In how many lines of the data below does the word "info" appear? Reply with the number and nothing more.

## Extracted records
===

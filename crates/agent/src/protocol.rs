//! The `<use-tool>` markup protocol.
//!
//! The model asks for a tool by embedding one block in its output:
//!
//! ```text
//! <use-tool label="Get project details">
//! <get-project-info-by-id>
//! <project-id>2</project-id>
//! </get-project-info-by-id>
//! </use-tool>
//! ```
//!
//! The first complete block is parsed, the named tool runs, and a
//! `<result state="...">` block is spliced in before the last closing tag so
//! the invocation stays visible together with its outcome.

use std::sync::LazyLock;
use std::time::Instant;

use agentry_core::event::{DomainEvent, EventBus};
use agentry_core::memory::{MemoryEntry, MemoryKind, signature};
use agentry_core::store::ChatStore;
use agentry_core::tool::{SubAgentRunner, ToolCallRecord, ToolContext, ToolParams, ToolRegistry, ToolState};
use chrono::Utc;
use regex_lite::Regex;
use serde_json::Value;
use thiserror::Error;
use tracing::{debug, info};

use crate::context::RequestContext;
use crate::stream_event::{EventPayload, NodeData, RunStatus};

/// Closing tag of a tool block; also the marker a replace event targets.
pub const CLOSING_TAG: &str = "</use-tool>";

static TOOL_BLOCK: LazyLock<Regex> = LazyLock::new(|| {
    Regex::new(r"<use-tool[^>]*>([\s\S]*?)</use-tool>").expect("valid tool block pattern")
});

/// Deepest element nesting accepted inside a tool block.
const MAX_DEPTH: usize = 32;

/// A parsed tool invocation.
#[derive(Debug, Clone, PartialEq)]
pub struct ToolInvocation {
    pub name: String,
    pub params: ToolParams,
}

#[derive(Debug, Clone, PartialEq, Eq, Error)]
pub enum MarkupError {
    #[error("unexpected end of markup, expected {0}")]
    UnexpectedEnd(String),
    #[error("closing tag </{found}> does not match <{expected}>")]
    MismatchedTag { expected: String, found: String },
    #[error("unexpected closing tag </{0}>")]
    UnexpectedClosingTag(String),
    #[error("empty tag name at offset {0}")]
    EmptyTagName(usize),
    #[error("no element found")]
    NoElement,
    #[error("elements nested deeper than {0}")]
    TooDeep(usize),
}

/// Inner markup of the first complete tool block, if any.
pub fn find_tool_block(text: &str) -> Option<&str> {
    TOOL_BLOCK
        .captures(text)
        .and_then(|caps| caps.get(1))
        .map(|m| m.as_str())
}

/// Parse the inner markup of a tool block. The first element names the
/// tool; its children are the parameters.
pub fn parse_invocation(markup: &str) -> Result<ToolInvocation, MarkupError> {
    let mut parser = MarkupParser {
        src: markup,
        pos: 0,
        depth: 0,
    };
    let elements = parser.parse_elements(None)?.elements;
    let (name, value) = elements.into_iter().next().ok_or(MarkupError::NoElement)?;

    let params = match value {
        Value::Object(map) => map,
        _ => ToolParams::new(),
    };
    Ok(ToolInvocation { name, params })
}

/// The `<result>` block reported back to the model.
pub fn result_block(record: &ToolCallRecord) -> String {
    format!(
        "<result state=\"{}\">\n{}\n</result>",
        record.state.as_str(),
        record.result
    )
}

/// Insert `block` before the last closing tag of `text`.
pub fn splice_result(text: &str, block: &str) -> Option<String> {
    let index = text.rfind(CLOSING_TAG)?;
    Some(format!("{}{}\n{}", &text[..index], block, &text[index..]))
}

/// Decide what this round's text means and, if it names a tool, run it.
///
/// Always records exactly one [`ToolCallRecord`] on `ctx`. Nothing here
/// fails the turn: malformed markup and unknown tools come back as failed
/// records for the model to read next round.
pub async fn resolve_tool_call(
    ctx: &RequestContext,
    tools: &ToolRegistry,
    max_round: u32,
    runner: &dyn SubAgentRunner,
    events: &EventBus,
) -> ToolCallRecord {
    let text = ctx.round_text();
    let round = ctx.round();

    let record = if round >= max_round {
        debug!(round, max_round, "Final round, output taken as the answer");
        ToolCallRecord::final_answer(text)
    } else {
        match find_tool_block(&text).map(parse_invocation) {
            None => ToolCallRecord::final_answer(text),
            Some(Err(e)) => {
                debug!(round, error = ?e, "Tool markup did not parse");
                ToolCallRecord::failed(None, "Tool call XML could not be parsed")
            }
            Some(Ok(invocation)) => execute(ctx, tools, invocation, runner, events).await,
        }
    };

    ctx.push_tool_call(record.clone());
    record
}

async fn execute(
    ctx: &RequestContext,
    tools: &ToolRegistry,
    invocation: ToolInvocation,
    runner: &dyn SubAgentRunner,
    events: &EventBus,
) -> ToolCallRecord {
    let ToolInvocation { name, params } = invocation;
    let title = tools.get(&name).map(|t| t.label().to_string());

    if let Some(title) = &title {
        ctx.emit(EventPayload::NodeStarted {
            data: NodeData {
                node_id: name.clone(),
                title: title.clone(),
                elapsed_time: None,
                status: RunStatus::Running,
                error: None,
            },
        });
    }

    let conversation_id = ctx.conversation_id();
    let message_id = ctx.message_id();
    let query = ctx.query();
    let tool_ctx = ToolContext {
        conversation_id: &conversation_id,
        message_id: &message_id,
        user_id: ctx.user_id(),
        query: &query,
        round: ctx.round(),
        runner,
    };

    info!(tool = %name, message_id = %message_id, round = tool_ctx.round, "Executing tool");
    let start = Instant::now();
    let record = tools.execute(&name, params, &tool_ctx).await;
    let elapsed = start.elapsed();
    let success = record.state == ToolState::Success;

    events.publish(DomainEvent::ToolExecuted {
        message_id: message_id.clone(),
        tool_name: name.clone(),
        success,
        duration_ms: elapsed.as_millis() as u64,
        timestamp: Utc::now(),
    });

    if let Some(title) = title {
        ctx.emit(EventPayload::NodeFinished {
            data: NodeData {
                node_id: name,
                title,
                elapsed_time: Some(elapsed.as_secs_f64()),
                status: if success { RunStatus::Succeeded } else { RunStatus::Failed },
                error: (!success).then(|| record.result.clone()),
            },
        });
    }

    record
}

/// Remember the last successful tool call of `ctx` for later rounds and turns.
///
/// The stored content is the round text with the result already spliced in.
pub async fn save_tool_call_memory(
    ctx: &RequestContext,
    tools: &ToolRegistry,
    store: &dyn ChatStore,
) -> agentry_core::Result<()> {
    let Some(record) = ctx.last_tool_call() else {
        return Ok(());
    };
    let Some(name) = record.name.as_deref() else {
        return Ok(());
    };
    let Some(tool) = tools.get(name) else {
        return Ok(());
    };
    if record.state != ToolState::Success || !tool.memory_enabled() {
        return Ok(());
    }

    let params = record.params.clone().unwrap_or_default();
    let ttl = chrono::Duration::from_std(tool.memory_ttl()).unwrap_or_else(|_| chrono::Duration::minutes(30));
    let now = Utc::now();
    let entry = MemoryEntry {
        signature: signature(name, &params),
        kind: MemoryKind::ToolCall,
        content: ctx.round_text(),
        conversation_id: ctx.conversation_id(),
        message_id: ctx.message_id(),
        expires_at: now + ttl,
        created_at: now,
        updated_at: now,
    };

    debug!(tool = %name, signature = %entry.signature, "Saving tool-call memory");
    store.upsert_memory(entry).await?;
    Ok(())
}

// ── Markup parsing ───────────────────────────────────────────────────────

struct Parsed {
    elements: Vec<(String, Value)>,
    text: String,
}

struct MarkupParser<'a> {
    src: &'a str,
    pos: usize,
    depth: usize,
}

impl MarkupParser<'_> {
    fn rest(&self) -> &str {
        &self.src[self.pos..]
    }

    /// Skip past `terminator`, failing if it never appears.
    fn skip_past(&mut self, terminator: &str) -> Result<&str, MarkupError> {
        let rest = &self.src[self.pos..];
        let end = rest
            .find(terminator)
            .ok_or_else(|| MarkupError::UnexpectedEnd(terminator.to_string()))?;
        self.pos += end + terminator.len();
        Ok(&rest[..end])
    }

    /// Parse sibling elements and text until `closing` (or the end, at top level).
    fn parse_elements(&mut self, closing: Option<&str>) -> Result<Parsed, MarkupError> {
        let mut elements = Vec::new();
        let mut text = String::new();

        loop {
            let Some(lt) = self.rest().find('<') else {
                text.push_str(&decode_entities(self.rest()));
                self.pos = self.src.len();
                return match closing {
                    Some(name) => Err(MarkupError::UnexpectedEnd(format!("</{name}>"))),
                    None => Ok(Parsed { elements, text }),
                };
            };
            text.push_str(&decode_entities(&self.rest()[..lt]));
            self.pos += lt;

            let rest = self.rest();
            if rest.starts_with("<!--") {
                self.skip_past("-->")?;
            } else if rest.starts_with("<![CDATA[") {
                self.pos += "<![CDATA[".len();
                let data = self.skip_past("]]>")?.to_string();
                text.push_str(&data);
            } else if rest.starts_with("<?") || rest.starts_with("<!") {
                self.skip_past(">")?;
            } else if let Some(after) = rest.strip_prefix("</") {
                let end = after
                    .find('>')
                    .ok_or_else(|| MarkupError::UnexpectedEnd(">".into()))?;
                let found = after[..end].trim().to_string();
                self.pos += 2 + end + 1;
                return match closing {
                    Some(expected) if expected == found => Ok(Parsed { elements, text }),
                    Some(expected) => Err(MarkupError::MismatchedTag {
                        expected: expected.to_string(),
                        found,
                    }),
                    None => Err(MarkupError::UnexpectedClosingTag(found)),
                };
            } else {
                let (name, value) = self.parse_element()?;
                elements.push((name, value));
            }
        }
    }

    fn parse_element(&mut self) -> Result<(String, Value), MarkupError> {
        self.pos += 1;
        let rest = self.rest();
        let name_len = rest
            .find(|c: char| !(c.is_alphanumeric() || matches!(c, '-' | '_' | ':' | '.')))
            .unwrap_or(rest.len());
        if name_len == 0 {
            return Err(MarkupError::EmptyTagName(self.pos));
        }
        let name = rest[..name_len].to_string();
        self.pos += name_len;

        // attributes are ignored; quoted values may contain '>'
        let mut quote = None;
        let mut self_closing = false;
        let mut end = None;
        let mut prev = ' ';
        for (i, c) in self.rest().char_indices() {
            match (quote, c) {
                (Some(q), c) if c == q => quote = None,
                (Some(_), _) => {}
                (None, '"' | '\'') => quote = Some(c),
                (None, '>') => {
                    self_closing = prev == '/';
                    end = Some(i);
                    break;
                }
                _ => {}
            }
            prev = c;
        }
        let end = end.ok_or_else(|| MarkupError::UnexpectedEnd(format!("<{name} ...>")))?;
        self.pos += end + 1;

        if self_closing {
            return Ok((name, Value::String(String::new())));
        }

        if self.depth == MAX_DEPTH {
            return Err(MarkupError::TooDeep(MAX_DEPTH));
        }
        self.depth += 1;
        let inner = self.parse_elements(Some(&name))?;
        self.depth -= 1;
        Ok((name, element_value(inner)))
    }
}

fn element_value(parsed: Parsed) -> Value {
    if parsed.elements.is_empty() {
        return scalar(parsed.text.trim());
    }

    let mut map = serde_json::Map::new();
    for (name, value) in parsed.elements {
        match map.get_mut(&name) {
            Some(Value::Array(items)) => items.push(value),
            Some(existing) => {
                let first = existing.take();
                *existing = Value::Array(vec![first, value]);
            }
            None => {
                map.insert(name, value);
            }
        }
    }
    let text = parsed.text.trim();
    if !text.is_empty() {
        map.insert("#text".into(), scalar(text));
    }
    Value::Object(map)
}

/// Numbers become JSON numbers; everything else stays a string.
fn scalar(text: &str) -> Value {
    let digits = text.strip_prefix('-').unwrap_or(text);
    let plain_integer = !digits.is_empty()
        && digits.bytes().all(|b| b.is_ascii_digit())
        && (digits == "0" || !digits.starts_with('0'));
    if plain_integer && let Ok(n) = text.parse::<i64>() {
        return Value::from(n);
    }

    let plain_decimal = digits
        .split_once('.')
        .is_some_and(|(int, frac)| {
            !int.is_empty()
                && !frac.is_empty()
                && int.bytes().all(|b| b.is_ascii_digit())
                && frac.bytes().all(|b| b.is_ascii_digit())
                && (int == "0" || !int.starts_with('0'))
        });
    if plain_decimal
        && let Ok(f) = text.parse::<f64>()
        && let Some(n) = serde_json::Number::from_f64(f)
    {
        return Value::Number(n);
    }

    Value::String(text.to_string())
}

fn decode_entities(text: &str) -> String {
    if !text.contains('&') {
        return text.to_string();
    }

    let mut out = String::with_capacity(text.len());
    let mut rest = text;
    while let Some(amp) = rest.find('&') {
        out.push_str(&rest[..amp]);
        rest = &rest[amp..];
        let decoded = rest.find(';').and_then(|semi| {
            let entity = &rest[1..semi];
            let c = match entity {
                "lt" => Some('<'),
                "gt" => Some('>'),
                "amp" => Some('&'),
                "quot" => Some('"'),
                "apos" => Some('\''),
                _ => entity
                    .strip_prefix("#x")
                    .or_else(|| entity.strip_prefix("#X"))
                    .and_then(|hex| u32::from_str_radix(hex, 16).ok())
                    .or_else(|| entity.strip_prefix('#').and_then(|dec| dec.parse().ok()))
                    .and_then(char::from_u32),
            };
            c.map(|c| (c, semi))
        });
        match decoded {
            Some((c, semi)) => {
                out.push(c);
                rest = &rest[semi + 1..];
            }
            None => {
                out.push('&');
                rest = &rest[1..];
            }
        }
    }
    out.push_str(rest);
    out
}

===

## Task output
4